Let’s answer those questions:

1. Tim Challies is presenting recommendations of how to utilize technology without being dominated by it. The primary perspective that he holds is a Protestant/Reformed Christianity, so be prepared to see references to God, Jesus Christ as Lord, and the Bible as authority. If you hold the same beliefs, that’s not a problem, but if you don’t, you might bog down a bit. There’s still valuable information for you, but some of this just won’t make sense to you.

Challies is striking at two targets in this book. The first is the “technology is evil” target. In the early chapters of the book, he addresses what is good and useful in technology. The second is the “I want every thing beeping at all times” target. This target receives the bulk of the words here.

A large portion of the method here is to raise awareness of the issues underlying the technology we use. He is not trying to state that we ought to all use cell phones or ought to avoid them, nor even whether you should answer your phone during church. Rather, he wants the reader to ask this question: “How is carrying a cell phone at all times changing the way I think about life?” Then, address the question of when you should or should not answer the phone.

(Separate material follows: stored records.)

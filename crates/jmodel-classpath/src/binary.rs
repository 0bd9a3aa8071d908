use std::collections::HashMap;
use std::ffi::OsStr;
use std::io::{Read, Seek};
use std::path::Path;
use std::sync::Arc;

use jmodel_classfile::{ClassFile, ClassStub};

use crate::{walk_files, ClasspathEntry, ClasspathError, ClasspathFingerprint};

/// Class stubs of one binary entry, keyed by dotted binary name (`a.b.Outer$Inner`).
#[derive(Clone, Debug)]
pub struct BinaryRoot {
    entry: ClasspathEntry,
    fingerprint: Option<ClasspathFingerprint>,
    classes: HashMap<String, Arc<ClassStub>>,
}

impl BinaryRoot {
    pub fn index(entry: &ClasspathEntry) -> Result<Self, ClasspathError> {
        entry.check_exists()?;
        let fingerprint = entry.fingerprint()?;
        let path = entry.path.as_path();

        let stubs = if path.is_dir() {
            index_class_dir(path)?
        } else if path.extension() == Some(OsStr::new("class")) {
            let bytes = std::fs::read(path)?;
            parse_stub(&bytes, path.to_string_lossy().as_ref())?
                .into_iter()
                .collect()
        } else {
            index_jar(path)?
        };

        tracing::debug!(
            target: "jmodel.classpath",
            entry = %entry,
            classes = stubs.len(),
            fingerprint = %fingerprint.to_hex(),
            "indexed binary root"
        );

        Ok(Self {
            entry: entry.clone(),
            fingerprint: Some(fingerprint),
            classes: into_map(stubs),
        })
    }

    /// In-memory root built from class-file bytes; never considered stale.
    pub fn from_class_files<'a>(
        entry: ClasspathEntry,
        files: impl IntoIterator<Item = &'a [u8]>,
    ) -> Result<Self, ClasspathError> {
        let mut stubs = Vec::new();
        for (idx, bytes) in files.into_iter().enumerate() {
            if let Some(stub) = parse_stub(bytes, &format!("<memory #{idx}>"))? {
                stubs.push(stub);
            }
        }
        Ok(Self {
            entry,
            fingerprint: None,
            classes: into_map(stubs),
        })
    }

    pub fn entry(&self) -> &ClasspathEntry {
        &self.entry
    }

    pub fn fingerprint(&self) -> Option<ClasspathFingerprint> {
        self.fingerprint
    }

    /// Whether the entry on disk still matches the indexed fingerprint.
    pub fn is_up_to_date(&self) -> bool {
        match self.fingerprint {
            Some(fingerprint) => self.entry.fingerprint().ok() == Some(fingerprint),
            None => true,
        }
    }

    pub fn get(&self, binary_name: &str) -> Option<&Arc<ClassStub>> {
        self.classes.get(binary_name)
    }

    pub fn contains(&self, binary_name: &str) -> bool {
        self.classes.contains_key(binary_name)
    }

    /// Binary names in this root, sorted.
    pub fn binary_names(&self) -> Vec<&str> {
        let mut names: Vec<&str> = self.classes.keys().map(String::as_str).collect();
        names.sort_unstable();
        names
    }

    pub fn len(&self) -> usize {
        self.classes.len()
    }

    pub fn is_empty(&self) -> bool {
        self.classes.is_empty()
    }
}

fn into_map(stubs: Vec<ClassStub>) -> HashMap<String, Arc<ClassStub>> {
    stubs
        .into_iter()
        .map(|stub| (stub.binary_name(), Arc::new(stub)))
        .collect()
}

fn is_ignored_class(internal_name: &str) -> bool {
    internal_name == "module-info"
        || internal_name == "package-info"
        || internal_name.ends_with("/package-info")
}

fn parse_stub(bytes: &[u8], origin: &str) -> Result<Option<ClassStub>, ClasspathError> {
    let class_error = |source| ClasspathError::ClassFile {
        path: origin.to_string(),
        source,
    };
    let class = ClassFile::parse(bytes).map_err(class_error)?;
    if is_ignored_class(&class.this_class) {
        return Ok(None);
    }
    class.stub().map(Some).map_err(class_error)
}

fn index_class_dir(dir: &Path) -> Result<Vec<ClassStub>, ClasspathError> {
    let mut out = Vec::new();
    for file in walk_files(dir, "class") {
        let bytes = std::fs::read(&file)?;
        if let Some(stub) = parse_stub(&bytes, file.to_string_lossy().as_ref())? {
            out.push(stub);
        }
    }
    Ok(out)
}

fn index_jar(path: &Path) -> Result<Vec<ClassStub>, ClasspathError> {
    let file = std::fs::File::open(path)?;
    let mut archive = zip::ZipArchive::new(file)?;
    let is_multi_release = jar_is_multi_release(&mut archive);

    // Versioned entries of a multi-release jar only fill in classes the base tree lacks,
    // highest version first.
    let mut best: HashMap<String, (u32, ClassStub)> = HashMap::new();

    for i in 0..archive.len() {
        let mut file = archive.by_index(i)?;
        if !file.is_file() {
            continue;
        }
        let name = file.name().to_owned();
        if !name.ends_with(".class") {
            continue;
        }

        let version = match name.strip_prefix("META-INF/versions/") {
            Some(rest) if is_multi_release => {
                let Some((version, _)) = rest.split_once('/') else {
                    continue;
                };
                match version.parse::<u32>() {
                    Ok(v) => v,
                    Err(_) => continue,
                }
            }
            _ if name.starts_with("META-INF/") => continue,
            _ => 0,
        };

        let mut bytes = Vec::with_capacity(file.size() as usize);
        file.read_to_end(&mut bytes)?;
        let origin = format!("{}!/{name}", path.display());
        let Some(stub) = parse_stub(&bytes, &origin)? else {
            continue;
        };

        let key = stub.binary_name();
        match best.get(&key) {
            Some((0, _)) => {}
            Some((existing, _)) if version != 0 && version <= *existing => {}
            _ => {
                best.insert(key, (version, stub));
            }
        }
    }

    let mut out: Vec<ClassStub> = best.into_values().map(|(_, stub)| stub).collect();
    out.sort_by(|a, b| a.internal_name.cmp(&b.internal_name));
    Ok(out)
}

fn jar_is_multi_release<R: Read + Seek>(archive: &mut zip::ZipArchive<R>) -> bool {
    let Ok(mut file) = archive.by_name("META-INF/MANIFEST.MF") else {
        return false;
    };
    let mut manifest = String::new();
    if file.read_to_string(&mut manifest).is_err() {
        return false;
    }
    manifest_is_multi_release(&manifest)
}

fn manifest_is_multi_release(manifest: &str) -> bool {
    manifest
        .lines()
        .filter_map(|line| line.split_once(':'))
        .find(|(key, _)| key.trim().eq_ignore_ascii_case("Multi-Release"))
        .is_some_and(|(_, value)| value.trim().eq_ignore_ascii_case("true"))
}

2. I’m going out on a limb and saying that you should read this book. Even if you are one of the aforementioned non-technology people, you should read this book. First of all, you cannot escape the technology. Even the Amish occasionally use the telephone: you cannot escape it. The Next Story will help you build a moral and theological grid about how to use the technology.

If you’re addicted to your iPhone, iPad, and MacBook or the various other devices, you need to read this book. It will help you think about what is happening in the world around you and the mindset within you because of these devices. You may choose to continue your prior behavior, but you will at least know what you’re getting into at that point.

3. It’s less ironic that you can read this on a Kindle than on an iPad. A Kindle’s at least a uni-tasker (as Alton Brown would describe single-use tools), so you don’t develop the mental-fragmenting from it. However, it is kind of funny to think of losing ourselves to technology and reading about it on a technological device. It supports the idea of the book: these advances are here to stay---so what are you going to do about it? Gutenberg perhaps had detractors that preferred calligraphy: but who has read a hand-copied book lately? (Ph.D. nerds excluded.)

4. If we exclude people who have used technology from writing books, we’ll never learn anything. Actually, Challies has a good blend of work in publishing, web design, ministry, and internet interaction that provides a good viewpoint to this book.

This book helps put together a viewpoint that helps us not fear the coming technology. It is also not a wide-ranging futuristic view, addressing deeply artificial intelligence or raising fears of SkyNet and Terminators, but rather a book that says: this is what is now. This is what is most likely for the next several years. Now, what are you going to do with it?

Worth the purchase.

Doug

Free book provided by Zondervan in exchange for the review.